Another Life_ A Memoir of Other People - Michael Korda [17]
Similar arguments had been made against book clubs, Herb pointed out, until Harry Scherman had founded the Book-of-the-Month Club and proved them wrong, but at least the book clubs still sold the ur-product, albeit in a slightly schlockier form sometimes. In any event, Leon Shimkin—a former part-time bookkeeper at Simon and Schuster who had risen to wealth and power as the protégé of the late Marshall Field III—somehow managed to wrest De Graff’s idea away from him, founded Pocket Books, and proceeded to prove that there was indeed a huge, untapped market for books at a quarter.
The key to Shimkin’s success lay in his experience as business manager for P.M., the liberal New York City afternoon daily into which Field had poured a fortune in a forlorn attempt to prove that a left-wing newspaper could survive in a big city. Shimkin had no sympathy with Field’s political ideas, Herb pointed out quickly—this was still America of the fifties—but he very quickly learned everything there was to know about newspaper and magazine distribution.
That bookstores wouldn’t carry mass-market books turned out to be true, but Shimkin hadn’t been dismayed. The price of a paperback book meant that it could be treated like a magazine and displayed in racks in the same places where magazines were sold—newsstands, candy stores, drugstores, railway stations, and bus depots—thus reaching a whole new readership. The idea of linking books to the newspaper and magazine distribution business launched a whole new industry, which came of age suddenly in World War Two, when troops read paperbacks by the millions.
The clear outlines of a massive inferiority complex, combined with an outsize chip on his shoulder, were beginning to appear in Herb’s lecture. Hardcover publishers, he went on, had accepted the mass-market paperback book grudgingly but still looked down their noses at those who worked in that end of the business. This was bound to change, he believed, and soon. Paperback people were just as cultured and well educated as hardcover people but had their feet planted more firmly on the ground. There was a lot more to publishing than bringing out a whole lot of unreadable first novels or new translations of the complete works of Gide or Proust.

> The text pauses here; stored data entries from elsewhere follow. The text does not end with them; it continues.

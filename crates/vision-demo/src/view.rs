//! Values derived from the current prediction list
//!
//! Plain functions so the controller can recompute them after every
//! transition and tests can exercise them without a renderer.

use serde::Serialize;
use tracing::warn;
use vision_core::confidence::{assess, ConfidenceAssessment};
use vision_core::{format_label, format_percent, relative_bar_width, Prediction};

/// One displayable prediction
#[derive(Debug, Clone, PartialEq, Serialize)]
pub struct PredictionRow {
    /// 1-based rank in the returned list
    pub rank: usize,
    pub class_id: u32,
    /// Anonymized label, e.g. `Category 007`
    pub label: String,
    pub confidence: f64,
    /// Raw probability, e.g. `12.34%`
    pub percent: String,
    /// Bar width relative to the top prediction (0-100)
    pub bar_width: u8,
}

/// Everything the results panel shows for a non-empty prediction list
#[derive(Debug, Clone, PartialEq, Serialize)]
pub struct ResultsView {
    pub top: PredictionRow,
    pub others: Vec<PredictionRow>,
    pub assessment: ConfidenceAssessment,
}

impl ResultsView {
    /// Top row followed by the others, in delivered order
    pub fn rows(&self) -> impl Iterator<Item = &PredictionRow> {
        std::iter::once(&self.top).chain(self.others.iter())
    }
}

/// First prediction, if any
pub fn top_prediction(predictions: &[Prediction]) -> Option<&Prediction> {
    predictions.first()
}

/// All predictions but the first
pub fn other_predictions(predictions: &[Prediction]) -> &[Prediction] {
    predictions.get(1..).unwrap_or_default()
}

/// Derive the results panel; `None` for an empty list.
///
/// Descending order is a precondition of the inference API contract. A list
/// that violates it is rendered as delivered, with a warning.
pub fn derive(predictions: &[Prediction]) -> Option<ResultsView> {
    let top = top_prediction(predictions)?;
    let assessment = assess(predictions)?;

    if predictions
        .windows(2)
        .any(|pair| pair[0].confidence < pair[1].confidence)
    {
        warn!("Predictions are not in descending confidence order; rendering as delivered");
    }

    let row = |rank: usize, prediction: &Prediction| PredictionRow {
        rank,
        class_id: prediction.class_id,
        label: format_label(prediction.class_id),
        confidence: prediction.confidence,
        percent: format_percent(prediction.confidence),
        bar_width: relative_bar_width(prediction.confidence, top.confidence),
    };

    Some(ResultsView {
        top: row(1, top),
        others: other_predictions(predictions)
            .iter()
            .enumerate()
            .map(|(i, p)| row(i + 2, p))
            .collect(),
        assessment,
    })
}
//! Vision Core
//!
//! Core types and pure logic shared across the vision classifier client.
//!
//! This crate provides:
//! - Wire types for the inference API (predictions, health)
//! - Error types and result handling
//! - The confidence regime heuristic and anonymized label formatting
//! - Display helpers for percentages and relative bars
//! - The built-in sample image catalog

pub mod confidence;
pub mod display;
pub mod error;
pub mod label;
pub mod samples;
pub mod types;

pub use confidence::{assess, classify, ConfidenceAssessment, ConfidenceRegime};
pub use display::{format_percent, relative_bar_width};
pub use error::{Error, Result};
pub use label::format_label;
pub use samples::{SampleEntry, SAMPLE_IMAGES};
pub use types::{HealthzResponse, Prediction, PredictResponse};

/// Prelude module for convenient imports
pub mod prelude {
    pub use crate::confidence::{classify, ConfidenceAssessment, ConfidenceRegime};
    pub use crate::error::{Error, Result};
    pub use crate::label::format_label;
    pub use crate::types::{HealthzResponse, Prediction, PredictResponse};
}
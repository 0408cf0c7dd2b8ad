//! Locally owned image previews
//!
//! A preview pins the selected image's bytes under a `preview://` URL until
//! its handle is dropped. The controller holds at most one handle, so the
//! store never grows across repeated selections.

use bytes::Bytes;
use parking_lot::Mutex;
use std::collections::HashMap;
use std::io::Cursor;
use std::sync::Arc;
use tracing::debug;
use vision_client::ImageUpload;

#[derive(Default)]
struct StoreInner {
    next_id: u64,
    live: HashMap<u64, Bytes>,
}

/// Registry of live preview resources
#[derive(Clone, Default)]
pub struct PreviewStore {
    inner: Arc<Mutex<StoreInner>>,
}

impl PreviewStore {
    pub fn new() -> Self {
        Self::default()
    }

    /// Register a preview for `upload` and decode its pixel dimensions
    pub fn create(&self, upload: &ImageUpload) -> PreviewHandle {
        let id = {
            let mut inner = self.inner.lock();
            inner.next_id += 1;
            let id = inner.next_id;
            inner.live.insert(id, upload.bytes.clone());
            id
        };

        let dimensions = probe_dimensions(&upload.bytes);
        debug!("Created preview {} for {}", id, upload.file_name);

        PreviewHandle {
            id,
            url: format!("preview://{}/{}", id, upload.file_name),
            dimensions,
            store: Arc::clone(&self.inner),
        }
    }

    /// Number of previews not yet released
    pub fn live_count(&self) -> usize {
        self.inner.lock().live.len()
    }

    /// Bytes behind a live preview URL
    pub fn resolve(&self, url: &str) -> Option<Bytes> {
        let id = url
            .strip_prefix("preview://")?
            .split('/')
            .next()?
            .parse::<u64>()
            .ok()?;
        self.inner.lock().live.get(&id).cloned()
    }
}

/// Owned preview resource; dropping it releases the store entry
pub struct PreviewHandle {
    id: u64,
    url: String,
    dimensions: Option<(u32, u32)>,
    store: Arc<Mutex<StoreInner>>,
}

impl PreviewHandle {
    pub fn url(&self) -> &str {
        &self.url
    }

    /// Natural `(width, height)`, when the image header could be decoded
    pub fn dimensions(&self) -> Option<(u32, u32)> {
        self.dimensions
    }
}

impl std::fmt::Debug for PreviewHandle {
    fn fmt(&self, f: &mut std::fmt::Formatter<'_>) -> std::fmt::Result {
        f.debug_struct("PreviewHandle")
            .field("url", &self.url)
            .field("dimensions", &self.dimensions)
            .finish()
    }
}

impl Drop for PreviewHandle {
    fn drop(&mut self) {
        self.store.lock().live.remove(&self.id);
        debug!("Released preview {}", self.id);
    }
}

fn probe_dimensions(bytes: &[u8]) -> Option<(u32, u32)> {
    image::ImageReader::new(Cursor::new(bytes))
        .with_guessed_format()
        .ok()?
        .into_dimensions()
        .ok()
}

I should not misunderstand him, he added hastily—there was a place for Gide, for Proust, even for the kind of snot-nosed little first novels your typically effete hardcover editor bought and that nobody else ever read, but mass-market publishing was attuned first and foremost to the needs of the marketplace, to what people really wanted to read. Pocket Books gave them what they wanted, even if that was Harold Robbins. What was so fucking bad about reading a Harold Robbins novel, anyway, he wanted to know? If they wanted to read Shakespeare, well, by Christ, Pocket Books did Shakespeare; if they wanted to read Pearl S. Buck, well, God damn it, Pocket Books did Pearl S. Buck too—in fact The Good Earth was Pocket Books’ all-time, number-one best-seller. What did I think of them apples?
I wasn’t sure what I thought of them apples, since I had never read Pearl S. Buck, nor, for that matter, Harold Robbins, but I kept my mouth zipped on the subject, rightly guessing that the question was rhetorical. Herb had me typed, I realized, as an effete snob, but before I could find a polite way to tell him that I wasn’t the Gide/Proust type, he was off and running with a long list, recited from memory, of all the distinguished books and classics that Pocket Books had published over the years.
He seemed to be under the mistaken impression, thanks to Morris Helprin I felt sure, that I was a person of a scholarly nature, prodigious learning, and refined taste. He paused frequently to roll his head sideways so he could see me and say, about whatever arcane point he had reached in his narrative, “Of course, being an Oxford man, you already know all that,” or, “Being an Oxford man, you’ve already guessed what I’m getting at.”